The sign in the window
- David Galan

- Apr 3
- 2 min read
I wasn't looking for an exhibition space. I was just walking.
I live in central London, not far from Covent Garden area, and one afternoon I passed Freud Bar and saw a small sign in the window: local artists wanted. I went in, spoke to the bartender, got an email address, and wrote a short message that same evening. A few days later, Sam — the owner — replied. That was it.
What I didn't know at the time was that I was finishing the last paintings of my newest series almost exactly at that moment. The timing felt less like coincidence and more like confirmation — the kind of alignment I've come to trust in my work.
Liminal Reflection: The Architecture of Becoming opens at Freud Bar on 8 April and runs until 10 May.
The exhibition spans two floors of the venue, and the two spaces say very different things — though they come from the same place.

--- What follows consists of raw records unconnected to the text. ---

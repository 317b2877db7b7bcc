// SPDX-License-Identifier: BUSL-1.1
// Copyright (c) 2026 Alfred Jean LLC

//! `gt sling` - dispatch work to an agent

use crate::app::App;
use anyhow::{bail, Result};
use clap::{Args, ValueEnum};
use gt_core::fields::{MergeStrategy, WorkMode};
use gt_engine::{Dispatcher, SlingRequest};

#[derive(Debug, Clone, Copy, ValueEnum)]
pub enum ModeArg {
    Normal,
    Ralph,
}

impl From<ModeArg> for WorkMode {
    fn from(mode: ModeArg) -> Self {
        match mode {
            ModeArg::Normal => WorkMode::Normal,
            ModeArg::Ralph => WorkMode::Ralph,
        }
    }
}

#[derive(Debug, Clone, Copy, ValueEnum)]
pub enum MergeStrategyArg {
    Direct,
    Mr,
    Local,
}

impl From<MergeStrategyArg> for MergeStrategy {
    fn from(strategy: MergeStrategyArg) -> Self {
        match strategy {
            MergeStrategyArg::Direct => MergeStrategy::Direct,
            MergeStrategyArg::Mr => MergeStrategy::Mr,
            MergeStrategyArg::Local => MergeStrategy::Local,
        }
    }
}

#[derive(Args)]
pub struct SlingArgs {
    /// Bead id, rig name, agent address, or formula name (with --on)
    pub target: String,

    /// Work bead when the target is a formula
    #[arg(long, value_name = "BEAD")]
    pub on: Option<String>,

    /// Formula variables (repeatable)
    #[arg(long = "var", value_name = "K=V")]
    pub vars: Vec<String>,

    /// Free-text args recorded on the hook
    #[arg(long)]
    pub args: Option<String>,

    /// Burn an existing molecule / steal a live hook
    #[arg(long)]
    pub force: bool,

    /// Print the plan without touching anything
    #[arg(long)]
    pub dry_run: bool,

    /// Disable auto-convoy grouping
    #[arg(long)]
    pub no_convoy: bool,

    /// Skip the merge queue when the work completes
    #[arg(long)]
    pub no_merge: bool,

    /// Execution mode for the hooked agent
    #[arg(long, value_enum)]
    pub mode: Option<ModeArg>,

    /// How completed work reaches the default branch
    #[arg(long, value_enum)]
    pub merge_strategy: Option<MergeStrategyArg>,

    /// Account handle for the spawned runtime
    #[arg(long)]
    pub account: Option<String>,

    /// Dispatch to this agent instead of demand-spawning
    #[arg(long)]
    pub agent: Option<String>,
}

/// Split repeated `--var k=v` flags.
pub fn parse_vars(raw: &[String]) -> Result<Vec<(String, String)>> {
    let mut vars = Vec::with_capacity(raw.len());
    for pair in raw {
        let Some((key, value)) = pair.split_once('=') else {
            bail!("bad --var {:?} (expected k=v)", pair);
        };
        vars.push((key.to_string(), value.to_string()));
    }
    Ok(vars)
}

pub async fn handle(args: SlingArgs) -> Result<()> {
    let app = App::load()?;
    let request = SlingRequest {
        target: args.target.clone(),
        on: args.on.clone(),
        vars: parse_vars(&args.vars)?,
        args: args.args.clone(),
        force: args.force,
        dry_run: args.dry_run,
        no_convoy: args.no_convoy,
        no_merge: args.no_merge,
        mode: args.mode.map(Into::into),
        merge_strategy: args.merge_strategy.map(Into::into),
        agent: args.agent.clone(),
        account: args.account.clone(),
        runtime: app.default_runtime(),
        caller: crate::env::role_context(),
    };

    let dispatcher = Dispatcher::new(
        app.tracker.clone(),
        app.sessions.clone(),
        app.git.clone(),
        app.town.clone(),
    );
    let outcome = dispatcher.sling(&request).await?;

    if outcome.dry_run {
        println!("dry run; would:");
        for line in &outcome.plan {
            println!("  {}", line);
        }
        return Ok(());
    }

    if let Some(spawned) = &outcome.spawned {
        println!(
            "spawned {} in {} ({})",
            spawned.address, spawned.rig, spawned.session
        );
    }
    match (&outcome.bead, &outcome.hook) {
        (Some(bead), Some(hook)) => {
            println!("hooked {} to {}", bead, outcome.agent);
            if let Some(wisp) = &hook.wisp_root {
                println!("molecule {}", wisp);
            }
            for burned in &hook.burned {
                println!("burned stale molecule {}", burned);
            }
        }
        _ => {
            if outcome.nudged {
                println!("nudged {}", outcome.agent);
            }
        }
    }
    Ok(())
}

#[cfg(test)]
#[path = "sling_tests.rs"]
mod tests;
// SPDX-License-Identifier: BUSL-1.1
// Copyright (c) 2026 Alfred Jean LLC

//! The attachment block inside a bead description.
//!
//! Hook state that travels with a work bead is a block of human-readable
//! `key: value` lines appended to the description. The block is always
//! rewritten as a whole in a single read-modify-write; writing fields one
//! at a time loses updates under concurrent dispatchers, so no API for
//! that exists here.

use serde::{Deserialize, Serialize};
use std::fmt;

/// Execution mode requested for the hooked agent.
#[derive(Debug, Clone, Copy, Default, PartialEq, Eq, Serialize, Deserialize)]
#[serde(rename_all = "lowercase")]
pub enum WorkMode {
    #[default]
    Normal,
    Ralph,
}

impl WorkMode {
    pub fn as_str(&self) -> &'static str {
        match self {
            WorkMode::Normal => "normal",
            WorkMode::Ralph => "ralph",
        }
    }

    pub fn parse(s: &str) -> Option<Self> {
        match s {
            "normal" => Some(WorkMode::Normal),
            "ralph" => Some(WorkMode::Ralph),
            _ => None,
        }
    }
}

impl fmt::Display for WorkMode {
    fn fmt(&self, f: &mut fmt::Formatter<'_>) -> fmt::Result {
        f.write_str(self.as_str())
    }
}

/// How completed work reaches the default branch.
#[derive(Debug, Clone, Copy, PartialEq, Eq, Serialize, Deserialize)]
#[serde(rename_all = "lowercase")]
pub enum MergeStrategy {
    Direct,
    Mr,
    Local,
}

impl MergeStrategy {
    pub fn as_str(&self) -> &'static str {
        match self {
            MergeStrategy::Direct => "direct",
            MergeStrategy::Mr => "mr",
            MergeStrategy::Local => "local",
        }
    }

    pub fn parse(s: &str) -> Option<Self> {
        match s {
            "direct" => Some(MergeStrategy::Direct),
            "mr" => Some(MergeStrategy::Mr),
            "local" => Some(MergeStrategy::Local),
            _ => None,
        }
    }
}

impl fmt::Display for MergeStrategy {
    fn fmt(&self, f: &mut fmt::Formatter<'_>) -> fmt::Result {
        f.write_str(self.as_str())
    }
}

/// Keys the attachment block may carry, in render order.
const FIELD_KEYS: &[&str] = &[
    "dispatched_by",
    "attached_molecule",
    "attached_at",
    "attached_args",
    "no_merge",
    "mode",
    "convoy_id",
    "merge_strategy",
    "convoy_owned",
];

/// Parsed attachment block.
#[derive(Debug, Clone, Default, PartialEq, Eq)]
pub struct AttachmentFields {
    pub dispatched_by: Option<String>,
    pub attached_molecule: Option<String>,
    pub attached_at: Option<String>,
    pub attached_args: Option<String>,
    pub no_merge: bool,
    pub mode: Option<WorkMode>,
    pub convoy_id: Option<String>,
    pub merge_strategy: Option<MergeStrategy>,
    pub convoy_owned: bool,
}

impl AttachmentFields {
    /// Parse the attachment block out of a description. Lines that do not
    /// match a known key are ignored; the last occurrence of a key wins.
    pub fn parse(description: &str) -> Self {
        let mut fields = Self::default();
        for line in description.lines() {
            let Some((key, value)) = split_field_line(line) else {
                continue;
            };
            match key {
                "dispatched_by" => fields.dispatched_by = Some(value.to_string()),
                "attached_molecule" => fields.attached_molecule = Some(value.to_string()),
                "attached_at" => fields.attached_at = Some(value.to_string()),
                "attached_args" => fields.attached_args = Some(value.to_string()),
                "no_merge" => fields.no_merge = value == "true",
                "mode" => fields.mode = WorkMode::parse(value),
                "convoy_id" => fields.convoy_id = Some(value.to_string()),
                "merge_strategy" => fields.merge_strategy = MergeStrategy::parse(value),
                "convoy_owned" => fields.convoy_owned = value == "true",
                _ => {}
            }
        }
        fields
    }

    /// Render the block as `key: value` lines in schema order. Unset
    /// fields and false flags produce no line.
    pub fn render(&self) -> String {
        let mut out = String::new();
        let mut push = |key: &str, value: &str| {
            out.push_str(key);
            out.push_str(": ");
            out.push_str(value);
            out.push('\n');
        };
        if let Some(v) = &self.dispatched_by {
            push("dispatched_by", v);
        }
        if let Some(v) = &self.attached_molecule {
            push("attached_molecule", v);
        }
        if let Some(v) = &self.attached_at {
            push("attached_at", v);
        }
        if let Some(v) = &self.attached_args {
            push("attached_args", v);
        }
        if self.no_merge {
            push("no_merge", "true");
        }
        if let Some(v) = &self.mode {
            push("mode", v.as_str());
        }
        if let Some(v) = &self.convoy_id {
            push("convoy_id", v);
        }
        if let Some(v) = &self.merge_strategy {
            push("merge_strategy", v.as_str());
        }
        if self.convoy_owned {
            push("convoy_owned", "true");
        }
        out
    }

    /// Replace the attachment block in `description` with this one.
    ///
    /// Existing field lines are removed wherever they appear; the new
    /// block is appended after the surviving text. This is the one
    /// sanctioned way to write attachment state.
    pub fn apply_to(&self, description: &str) -> String {
        let body = strip_fields(description);
        let block = self.render();
        if block.is_empty() {
            return body;
        }
        if body.is_empty() {
            return block.trim_end().to_string();
        }
        format!("{}\n\n{}", body, block.trim_end())
    }

    pub fn is_empty(&self) -> bool {
        *self == Self::default()
    }
}

/// Remove every attachment field line, preserving the rest verbatim.
pub fn strip_fields(description: &str) -> String {
    let kept: Vec<&str> = description
        .lines()
        .filter(|line| split_field_line(line).is_none())
        .collect();
    kept.join("\n").trim_end().to_string()
}

/// Read one `key: value` line from a description without parsing the
/// whole block. Used for out-of-schema keys like `notification_level`.
pub fn field_value<'a>(description: &'a str, key: &str) -> Option<&'a str> {
    description.lines().rev().find_map(|line| {
        let (k, v) = line.split_once(':')?;
        if k.trim() == key {
            Some(v.trim())
        } else {
            None
        }
    })
}

fn split_field_line(line: &str) -> Option<(&str, &str)> {
    let (key, value) = line.split_once(':')?;
    let key = key.trim();
    if FIELD_KEYS.contains(&key) {
        Some((key, value.trim()))
    } else {
        None
    }
}

#[cfg(test)]
#[path = "fields_tests.rs"]
mod tests;
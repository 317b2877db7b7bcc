//! Nudge delivery specs.
//!
//! Direct delivery needs a live tmux server, so these specs stay on the
//! failure paths and the queue filesystem contract; happy paths run in
//! the engine's unit tests against the fake session adapter.

use crate::prelude::*;

#[test]
fn queue_for_missing_session_exits_nonzero() {
    let town = make_town();
    town.stub_bd(r#"{"id":"gt-gastown-witness","status":"open"}"#);

    // Whether tmux is absent or simply has no such session, enqueueing
    // for an undeliverable target is an error, not a silent write.
    cli()
        .args(&[
            "nudge",
            "gastown/witness",
            "-m",
            "check queue",
            "--mode",
            "queue",
        ])
        .town(&town)
        .fails();

    let queue_dir = town.root().join(".nudges/gt-gastown-witness");
    assert!(
        !queue_dir.exists(),
        "no queue entry may be written for a dead session"
    );
}

#[test]
fn unknown_channel_is_not_found() {
    let town = make_town();
    cli()
        .args(&["nudge", "channel:ghost", "-m", "hi"])
        .town(&town)
        .fails()
        .stderr_has("channel");
}

#[test]
fn empty_message_is_rejected() {
    let town = make_town();
    cli()
        .args(&["nudge", "gastown/witness", "-m", ""])
        .town(&town)
        .fails()
        .stderr_has("empty message");
}
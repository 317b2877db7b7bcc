// SPDX-License-Identifier: BUSL-1.1
// Copyright (c) 2026 Alfred Jean LLC

//! Tracker implementation shelling out to the `bd` binary.

use super::routes::{route_for, Route};
use super::{CreateOptions, ListFilter, Tracker, TrackerError, UpdatePatch};
use crate::subprocess::{run_with_timeout, BD_TIMEOUT};
use async_trait::async_trait;
use gt_core::bead::{Bead, DepDirection, DepType, Dependency};
use gt_core::id::{extract_issue_id, format_track_bead_id, ShortId};
use gt_core::retry::RetryPolicy;
use std::collections::HashMap;
use std::path::PathBuf;
use tokio::process::Command;

/// Client-level retry for transient store conditions. The hook engine
/// layers its own verify loop on top with [`RetryPolicy::HOOK_UPDATE`].
const STORE_RETRY: RetryPolicy = RetryPolicy {
    base: std::time::Duration::from_millis(200),
    mult: 2.0,
    max: std::time::Duration::from_secs(5),
    jitter_frac: 0.25,
    attempts: 5,
};

/// Tracker adapter invoking the external `bd` binary.
///
/// The working directory of every invocation is chosen by prefix
/// routing: the bead id's prefix is looked up in the routes table and
/// the mapped path (relative to the town root) becomes the cwd.
#[derive(Clone)]
pub struct BdTracker {
    town_root: PathBuf,
    routes: Vec<Route>,
    actor: Option<String>,
}

impl BdTracker {
    pub fn new(town_root: impl Into<PathBuf>, routes: Vec<Route>) -> Self {
        Self {
            town_root: town_root.into(),
            routes,
            actor: None,
        }
    }

    /// Attribute mutations to an agent (`BD_ACTOR`).
    pub fn with_actor(mut self, actor: impl Into<String>) -> Self {
        self.actor = Some(actor.into());
        self
    }

    /// Store directory for a bead id; the town root when no route
    /// matches.
    fn store_dir(&self, bead_id: &str) -> PathBuf {
        match route_for(&self.routes, bead_id) {
            Some(route) if route.path != "." => self.town_root.join(&route.path),
            _ => self.town_root.clone(),
        }
    }

    /// Whether `a` and `b` live in different stores. Cross-store
    /// dependency references get the `external:` envelope.
    fn crosses_stores(&self, a: &str, b: &str) -> bool {
        self.store_dir(a) != self.store_dir(b)
    }

    async fn run_once(&self, cwd: &PathBuf, args: &[String]) -> Result<String, TrackerError> {
        let mut cmd = Command::new("bd");
        cmd.args(args).current_dir(cwd);
        if let Some(actor) = &self.actor {
            cmd.env("BD_ACTOR", actor);
        }
        let output = run_with_timeout(cmd, BD_TIMEOUT, "bd")
            .await
            .map_err(TrackerError::CommandFailed)?;
        if output.status.success() {
            Ok(String::from_utf8_lossy(&output.stdout).to_string())
        } else {
            let stderr = String::from_utf8_lossy(&output.stderr).trim().to_string();
            Err(TrackerError::classify(if stderr.is_empty() {
                format!("bd exited with {}", output.status)
            } else {
                stderr
            }))
        }
    }

    /// Run with transient-retry. Config errors and not-found
    /// short-circuit immediately.
    async fn run(&self, cwd: &PathBuf, args: &[String]) -> Result<String, TrackerError> {
        let mut attempt = 1;
        loop {
            match self.run_once(cwd, args).await {
                Ok(out) => return Ok(out),
                Err(err) if err.is_retryable() && attempt < STORE_RETRY.attempts => {
                    let delay = STORE_RETRY.jittered_delay(attempt);
                    tracing::debug!(
                        attempt,
                        delay_ms = delay.as_millis() as u64,
                        error = %err,
                        "retrying bd after transient error"
                    );
                    tokio::time::sleep(delay).await;
                    attempt += 1;
                }
                Err(err) => return Err(err),
            }
        }
    }

    fn parse_bead(output: &str) -> Result<Bead, TrackerError> {
        let mut bead: Bead = serde_json::from_str(output.trim())
            .map_err(|e| TrackerError::Parse(format!("{}: {:?}", e, output.short(200))))?;
        unwrap_external_refs(&mut bead);
        Ok(bead)
    }

    fn parse_beads(output: &str) -> Result<Vec<Bead>, TrackerError> {
        let mut beads: Vec<Bead> = serde_json::from_str(output.trim())
            .map_err(|e| TrackerError::Parse(format!("{}: {:?}", e, output.short(200))))?;
        for bead in &mut beads {
            unwrap_external_refs(bead);
        }
        Ok(beads)
    }
}

/// Strip `external:` envelopes from everything the client reads.
fn unwrap_external_refs(bead: &mut Bead) {
    for dep in &mut bead.dependencies {
        dep.id = extract_issue_id(&dep.id).to_string();
    }
    if let Some(parent) = &bead.parent {
        bead.parent = Some(extract_issue_id(parent).to_string());
    }
    if let Some(hook) = &bead.hook_bead {
        bead.hook_bead = Some(extract_issue_id(hook).to_string());
    }
}

#[async_trait]
impl Tracker for BdTracker {
    async fn show(&self, id: &str, allow_stale: bool) -> Result<Bead, TrackerError> {
        let mut args = vec!["show".to_string(), id.to_string(), "--json".to_string()];
        if allow_stale {
            args.push("--allow-stale".to_string());
        }
        let out = self.run(&self.store_dir(id), &args).await?;
        Self::parse_bead(&out)
    }

    async fn show_many(&self, ids: &[String]) -> Result<HashMap<String, Bead>, TrackerError> {
        let mut map = HashMap::new();
        for id in ids {
            match self.show(id, true).await {
                Ok(bead) => {
                    map.insert(id.clone(), bead);
                }
                Err(err) if err.is_not_found() => {}
                Err(err) => return Err(err),
            }
        }
        Ok(map)
    }

    async fn list(&self, filter: &ListFilter) -> Result<Vec<Bead>, TrackerError> {
        let mut args = vec!["list".to_string(), "--json".to_string()];
        if let Some(status) = &filter.status {
            args.push(format!("--status={}", status));
        }
        if let Some(assignee) = &filter.assignee {
            args.push(format!("--assignee={}", assignee));
        }
        if let Some(parent) = &filter.parent {
            args.push(format!("--parent={}", parent));
        }
        if let Some(bead_type) = &filter.bead_type {
            args.push(format!("--type={}", bead_type));
        }
        if let Some(priority) = filter.priority {
            args.push(format!("--priority={}", priority));
        }
        // Listing scopes to a store only when the parent routes there.
        let cwd = match &filter.parent {
            Some(parent) => self.store_dir(parent),
            None => self.town_root.clone(),
        };
        let out = self.run(&cwd, &args).await?;
        Self::parse_beads(&out)
    }

    async fn update(&self, id: &str, patch: &UpdatePatch) -> Result<(), TrackerError> {
        if patch.is_empty() {
            return Ok(());
        }
        let mut args = vec!["update".to_string(), id.to_string()];
        if let Some(status) = patch.status {
            args.push(format!("--status={}", status));
        }
        if let Some(assignee) = &patch.assignee {
            args.push(format!("--assignee={}", assignee));
        }
        if let Some(description) = &patch.description {
            args.push(format!("--description={}", description));
        }
        for label in &patch.labels_add {
            args.push(format!("--add-label={}", label));
        }
        for label in &patch.labels_remove {
            args.push(format!("--remove-label={}", label));
        }
        if let Some(labels) = &patch.labels_set {
            args.push(format!("--set-labels={}", labels.join(",")));
        }
        self.run(&self.store_dir(id), &args).await.map(|_| ())
    }

    async fn create(&self, opts: &CreateOptions) -> Result<Bead, TrackerError> {
        let mut args = vec![
            "create".to_string(),
            "--json".to_string(),
            format!("--title={}", opts.title),
            format!("--type={}", opts.bead_type),
        ];
        if let Some(id) = &opts.id {
            args.push(format!("--id={}", id));
        }
        if !opts.description.is_empty() {
            args.push(format!("--description={}", opts.description));
        }
        for label in &opts.labels {
            args.push(format!("--label={}", label));
        }
        if let Some(priority) = opts.priority {
            args.push(format!("--priority={}", priority));
        }
        if let Some(assignee) = &opts.assignee {
            args.push(format!("--assignee={}", assignee));
        }
        if let Some(parent) = &opts.parent {
            args.push(format!("--parent={}", parent));
        }
        if opts.ephemeral {
            args.push("--ephemeral".to_string());
        }
        let cwd = match opts.id.as_deref().or(opts.parent.as_deref()) {
            Some(route) => self.store_dir(route),
            None => self.town_root.clone(),
        };
        let out = self.run(&cwd, &args).await?;
        Self::parse_bead(&out)
    }

    async fn close(&self, id: &str, force: bool) -> Result<(), TrackerError> {
        let mut args = vec!["close".to_string(), id.to_string()];
        if force {
            args.push("--force".to_string());
        }
        self.run(&self.store_dir(id), &args).await.map(|_| ())
    }

    async fn dep_add(
        &self,
        from: &str,
        to: &str,
        dep_type: DepType,
    ) -> Result<(), TrackerError> {
        // Cross-store targets are wrapped; same-store stay raw.
        let to_ref = if self.crosses_stores(from, to) {
            format_track_bead_id(to)
        } else {
            to.to_string()
        };
        let args = vec![
            "dep".to_string(),
            "add".to_string(),
            from.to_string(),
            to_ref,
            format!("--type={}", dep_type.as_str()),
        ];
        self.run(&self.store_dir(from), &args).await.map(|_| ())
    }

    async fn dep_list(
        &self,
        id: &str,
        direction: DepDirection,
        dep_type: Option<DepType>,
    ) -> Result<Vec<Dependency>, TrackerError> {
        let mut args = vec![
            "dep".to_string(),
            "list".to_string(),
            id.to_string(),
            format!("--direction={}", direction.as_str()),
            "--json".to_string(),
        ];
        if let Some(dep_type) = dep_type {
            args.push(format!("--type={}", dep_type.as_str()));
        }
        let out = self.run(&self.store_dir(id), &args).await?;
        let mut deps: Vec<Dependency> = serde_json::from_str(out.trim())
            .map_err(|e| TrackerError::Parse(format!("{}: {:?}", e, out.short(200))))?;
        for dep in &mut deps {
            dep.id = extract_issue_id(&dep.id).to_string();
        }
        Ok(deps)
    }

    async fn formula_cook(&self, formula: &str, route: &str) -> Result<(), TrackerError> {
        let args = vec!["cook".to_string(), formula.to_string()];
        self.run(&self.store_dir(route), &args).await.map(|_| ())
    }

    async fn molecule_wisp(
        &self,
        formula: &str,
        vars: &[(String, String)],
        route: &str,
    ) -> Result<String, TrackerError> {
        let mut args = vec![
            "mol".to_string(),
            "wisp".to_string(),
            formula.to_string(),
        ];
        for (key, value) in vars {
            args.push(format!("--var={}={}", key, value));
        }
        args.push("--json".to_string());
        let out = self.run(&self.store_dir(route), &args).await?;
        let value: serde_json::Value = serde_json::from_str(out.trim())
            .map_err(|e| TrackerError::Parse(format!("{}: {:?}", e, out.short(200))))?;
        value
            .get("new_epic_id")
            .and_then(|v| v.as_str())
            .map(str::to_string)
            .ok_or_else(|| TrackerError::Parse("mol wisp output missing new_epic_id".to_string()))
    }

    async fn molecule_bond(
        &self,
        wisp_root: &str,
        target: &str,
    ) -> Result<String, TrackerError> {
        let args = vec![
            "mol".to_string(),
            "bond".to_string(),
            wisp_root.to_string(),
            target.to_string(),
            "--json".to_string(),
        ];
        let out = self.run(&self.store_dir(target), &args).await?;
        let value: serde_json::Value = serde_json::from_str(out.trim())
            .map_err(|e| TrackerError::Parse(format!("{}: {:?}", e, out.short(200))))?;
        Ok(value
            .get("root_id")
            .and_then(|v| v.as_str())
            .unwrap_or(wisp_root)
            .to_string())
    }

    async fn set_hook_slot(
        &self,
        agent_bead: &str,
        work_bead: Option<&str>,
    ) -> Result<(), TrackerError> {
        let args = match work_bead {
            Some(work) => {
                // The slot may point across stores (a dog hooked to rig
                // work); wrap so the reference stays routable.
                let work_ref = if self.crosses_stores(agent_bead, work) {
                    format_track_bead_id(work)
                } else {
                    work.to_string()
                };
                vec![
                    "slot".to_string(),
                    "set".to_string(),
                    agent_bead.to_string(),
                    "hook_bead".to_string(),
                    work_ref,
                ]
            }
            None => vec![
                "slot".to_string(),
                "clear".to_string(),
                agent_bead.to_string(),
                "hook_bead".to_string(),
            ],
        };
        self.run(&self.store_dir(agent_bead), &args).await.map(|_| ())
    }

    async fn heartbeat(&self, agent_bead: &str) -> Result<(), TrackerError> {
        let args = vec![
            "agent".to_string(),
            "heartbeat".to_string(),
            agent_bead.to_string(),
        ];
        self.run(&self.store_dir(agent_bead), &args).await.map(|_| ())
    }
}

#[cfg(test)]
#[path = "bd_tests.rs"]
mod tests;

Downstairs in the basement, the work is quieter. Minimal, heavily textured, black and white. These paintings operate like a visual language — symbols and forms that feel close to the crop circles you find in the English countryside. I've been drawn to crop circles for years, not as a curiosity but as a serious idea: that some visual forms speak directly to something in us, bypassing the thinking mind entirely. These paintings work the same way. You don't need to decode them. They work on you whether you intend it or not.
Upstairs, the work opens up into colour. These pieces are more active, more charged. Each one maps a stage of something I've been living through — a growing awareness of energy, of collective awakening, of what it feels like when you stop resisting the current and start moving with it. I don't plan these paintings. I let the process lead. The result is something closer to a diary than a series — except the language is colour, geometry, and texture rather than words.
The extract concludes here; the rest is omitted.